The task: All the data should be transcribed exactly, with every line kept.

Given records:

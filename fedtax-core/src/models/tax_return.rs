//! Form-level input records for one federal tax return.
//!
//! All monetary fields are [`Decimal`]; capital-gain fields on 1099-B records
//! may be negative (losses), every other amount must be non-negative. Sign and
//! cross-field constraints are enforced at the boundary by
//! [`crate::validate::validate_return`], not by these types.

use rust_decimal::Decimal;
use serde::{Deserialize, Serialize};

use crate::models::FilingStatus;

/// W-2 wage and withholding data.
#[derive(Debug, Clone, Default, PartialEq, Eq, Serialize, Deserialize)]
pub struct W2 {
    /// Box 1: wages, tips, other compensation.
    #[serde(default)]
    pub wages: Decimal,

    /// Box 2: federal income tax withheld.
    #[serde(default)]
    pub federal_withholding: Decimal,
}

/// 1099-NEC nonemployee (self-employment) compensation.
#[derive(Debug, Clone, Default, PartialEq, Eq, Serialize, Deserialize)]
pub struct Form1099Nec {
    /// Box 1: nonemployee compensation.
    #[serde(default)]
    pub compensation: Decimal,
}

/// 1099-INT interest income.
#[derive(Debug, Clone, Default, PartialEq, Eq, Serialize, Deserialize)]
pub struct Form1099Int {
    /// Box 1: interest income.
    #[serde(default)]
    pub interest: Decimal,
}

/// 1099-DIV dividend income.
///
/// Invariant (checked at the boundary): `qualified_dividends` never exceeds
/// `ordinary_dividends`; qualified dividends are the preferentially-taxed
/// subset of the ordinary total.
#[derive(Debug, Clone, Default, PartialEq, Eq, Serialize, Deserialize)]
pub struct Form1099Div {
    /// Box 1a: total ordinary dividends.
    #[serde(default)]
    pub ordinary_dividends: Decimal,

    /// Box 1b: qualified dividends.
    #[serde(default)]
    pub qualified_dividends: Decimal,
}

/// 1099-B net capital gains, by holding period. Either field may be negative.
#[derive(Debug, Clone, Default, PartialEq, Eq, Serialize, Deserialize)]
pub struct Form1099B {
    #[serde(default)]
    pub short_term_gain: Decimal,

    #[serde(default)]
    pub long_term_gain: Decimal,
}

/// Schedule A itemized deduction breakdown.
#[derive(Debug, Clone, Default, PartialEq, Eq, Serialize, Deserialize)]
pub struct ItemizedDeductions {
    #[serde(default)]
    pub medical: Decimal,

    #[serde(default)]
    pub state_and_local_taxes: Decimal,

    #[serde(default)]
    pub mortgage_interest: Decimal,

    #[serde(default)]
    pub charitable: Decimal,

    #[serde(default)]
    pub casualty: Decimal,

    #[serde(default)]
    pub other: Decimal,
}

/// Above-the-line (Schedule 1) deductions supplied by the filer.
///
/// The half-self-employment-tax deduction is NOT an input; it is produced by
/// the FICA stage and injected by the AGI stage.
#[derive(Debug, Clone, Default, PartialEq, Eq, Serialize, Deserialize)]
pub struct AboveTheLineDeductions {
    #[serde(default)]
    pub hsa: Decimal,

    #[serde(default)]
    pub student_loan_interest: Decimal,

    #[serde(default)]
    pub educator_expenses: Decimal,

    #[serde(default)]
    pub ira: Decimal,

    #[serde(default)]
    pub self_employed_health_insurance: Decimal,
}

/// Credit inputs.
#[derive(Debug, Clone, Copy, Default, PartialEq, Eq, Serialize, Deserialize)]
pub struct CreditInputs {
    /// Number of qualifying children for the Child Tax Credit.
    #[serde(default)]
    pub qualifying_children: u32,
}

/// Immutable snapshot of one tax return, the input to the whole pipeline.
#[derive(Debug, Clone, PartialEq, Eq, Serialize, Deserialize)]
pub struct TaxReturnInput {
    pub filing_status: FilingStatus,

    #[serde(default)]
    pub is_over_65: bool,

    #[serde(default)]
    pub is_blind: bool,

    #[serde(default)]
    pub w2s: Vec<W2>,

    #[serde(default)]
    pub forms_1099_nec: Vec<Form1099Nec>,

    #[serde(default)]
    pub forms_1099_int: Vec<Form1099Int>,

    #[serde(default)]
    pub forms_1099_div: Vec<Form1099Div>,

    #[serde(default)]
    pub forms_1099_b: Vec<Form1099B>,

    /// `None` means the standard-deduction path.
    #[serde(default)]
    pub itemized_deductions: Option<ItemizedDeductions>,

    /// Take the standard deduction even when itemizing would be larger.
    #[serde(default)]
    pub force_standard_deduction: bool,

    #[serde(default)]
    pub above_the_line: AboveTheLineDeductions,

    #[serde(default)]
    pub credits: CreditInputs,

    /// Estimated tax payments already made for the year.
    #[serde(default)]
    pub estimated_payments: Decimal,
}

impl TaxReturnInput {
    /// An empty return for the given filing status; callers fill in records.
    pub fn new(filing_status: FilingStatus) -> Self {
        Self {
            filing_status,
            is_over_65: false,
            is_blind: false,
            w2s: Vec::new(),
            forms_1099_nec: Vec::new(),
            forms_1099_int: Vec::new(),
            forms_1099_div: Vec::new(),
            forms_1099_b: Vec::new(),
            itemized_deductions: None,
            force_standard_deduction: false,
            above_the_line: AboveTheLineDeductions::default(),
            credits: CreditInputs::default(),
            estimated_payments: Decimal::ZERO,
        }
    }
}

Expected output:
filename fedtax-core/src/models/tax_return.rs
//! Form-level input records for one federal tax return.
//!
//! All monetary fields are [`Decimal`]; capital-gain fields on 1099-B records
//! may be negative (losses), every other amount must be non-negative. Sign and
//! cross-field constraints are enforced at the boundary by
//! [`crate::validate::validate_return`], not by these types.

use rust_decimal::Decimal;
use serde::{Deserialize, Serialize};

use crate::models::FilingStatus;

/// W-2 wage and withholding data.
#[derive(Debug, Clone, Default, PartialEq, Eq, Serialize, Deserialize)]
pub struct W2 {
    /// Box 1: wages, tips, other compensation.
    #[serde(default)]
    pub wages: Decimal,

    /// Box 2: federal income tax withheld.
    #[serde(default)]
    pub federal_withholding: Decimal,
}

/// 1099-NEC nonemployee (self-employment) compensation.
#[derive(Debug, Clone, Default, PartialEq, Eq, Serialize, Deserialize)]
pub struct Form1099Nec {
    /// Box 1: nonemployee compensation.
    #[serde(default)]
    pub compensation: Decimal,
}

/// 1099-INT interest income.
#[derive(Debug, Clone, Default, PartialEq, Eq, Serialize, Deserialize)]
pub struct Form1099Int {
    /// Box 1: interest income.
    #[serde(default)]
    pub interest: Decimal,
}

/// 1099-DIV dividend income.
///
/// Invariant (checked at the boundary): `qualified_dividends` never exceeds
/// `ordinary_dividends`; qualified dividends are the preferentially-taxed
/// subset of the ordinary total.
#[derive(Debug, Clone, Default, PartialEq, Eq, Serialize, Deserialize)]
pub struct Form1099Div {
    /// Box 1a: total ordinary dividends.
    #[serde(default)]
    pub ordinary_dividends: Decimal,

    /// Box 1b: qualified dividends.
    #[serde(default)]
    pub qualified_dividends: Decimal,
}

/// 1099-B net capital gains, by holding period. Either field may be negative.
#[derive(Debug, Clone, Default, PartialEq, Eq, Serialize, Deserialize)]
pub struct Form1099B {
    #[serde(default)]
    pub short_term_gain: Decimal,

    #[serde(default)]
    pub long_term_gain: Decimal,
}

/// Schedule A itemized deduction breakdown.
#[derive(Debug, Clone, Default, PartialEq, Eq, Serialize, Deserialize)]
pub struct ItemizedDeductions {
    #[serde(default)]
    pub medical: Decimal,

    #[serde(default)]
    pub state_and_local_taxes: Decimal,

    #[serde(default)]
    pub mortgage_interest: Decimal,

    #[serde(default)]
    pub charitable: Decimal,

    #[serde(default)]
    pub casualty: Decimal,

    #[serde(default)]
    pub other: Decimal,
}

/// Above-the-line (Schedule 1) deductions supplied by the filer.
///
/// The half-self-employment-tax deduction is NOT an input; it is produced by
/// the FICA stage and injected by the AGI stage.
#[derive(Debug, Clone, Default, PartialEq, Eq, Serialize, Deserialize)]
pub struct AboveTheLineDeductions {
    #[serde(default)]
    pub hsa: Decimal,

    #[serde(default)]
    pub student_loan_interest: Decimal,

    #[serde(default)]
    pub educator_expenses: Decimal,

    #[serde(default)]
    pub ira: Decimal,

    #[serde(default)]
    pub self_employed_health_insurance: Decimal,
}

/// Credit inputs.
#[derive(Debug, Clone, Copy, Default, PartialEq, Eq, Serialize, Deserialize)]
pub struct CreditInputs {
    /// Number of qualifying children for the Child Tax Credit.
    #[serde(default)]
    pub qualifying_children: u32,
}

/// Immutable snapshot of one tax return, the input to the whole pipeline.
#[derive(Debug, Clone, PartialEq, Eq, Serialize, Deserialize)]
pub struct TaxReturnInput {
    pub filing_status: FilingStatus,

    #[serde(default)]
    pub is_over_65: bool,

    #[serde(default)]
    pub is_blind: bool,

    #[serde(default)]
    pub w2s: Vec<W2>,

    #[serde(default)]
    pub forms_1099_nec: Vec<Form1099Nec>,

    #[serde(default)]
    pub forms_1099_int: Vec<Form1099Int>,

    #[serde(default)]
    pub forms_1099_div: Vec<Form1099Div>,

    #[serde(default)]
    pub forms_1099_b: Vec<Form1099B>,

    /// `None` means the standard-deduction path.
    #[serde(default)]
    pub itemized_deductions: Option<ItemizedDeductions>,

    /// Take the standard deduction even when itemizing would be larger.
    #[serde(default)]
    pub force_standard_deduction: bool,

    #[serde(default)]
    pub above_the_line: AboveTheLineDeductions,

    #[serde(default)]
    pub credits: CreditInputs,

    /// Estimated tax payments already made for the year.
    #[serde(default)]
    pub estimated_payments: Decimal,
}

impl TaxReturnInput {
    /// An empty return for the given filing status; callers fill in records.
    pub fn new(filing_status: FilingStatus) -> Self {
        Self {
            filing_status,
            is_over_65: false,
            is_blind: false,
            w2s: Vec::new(),
            forms_1099_nec: Vec::new(),
            forms_1099_int: Vec::new(),
            forms_1099_div: Vec::new(),
            forms_1099_b: Vec::new(),
            itemized_deductions: None,
            force_standard_deduction: false,
            above_the_line: AboveTheLineDeductions::default(),
            credits: CreditInputs::default(),
            estimated_payments: Decimal::ZERO,
        }
    }
}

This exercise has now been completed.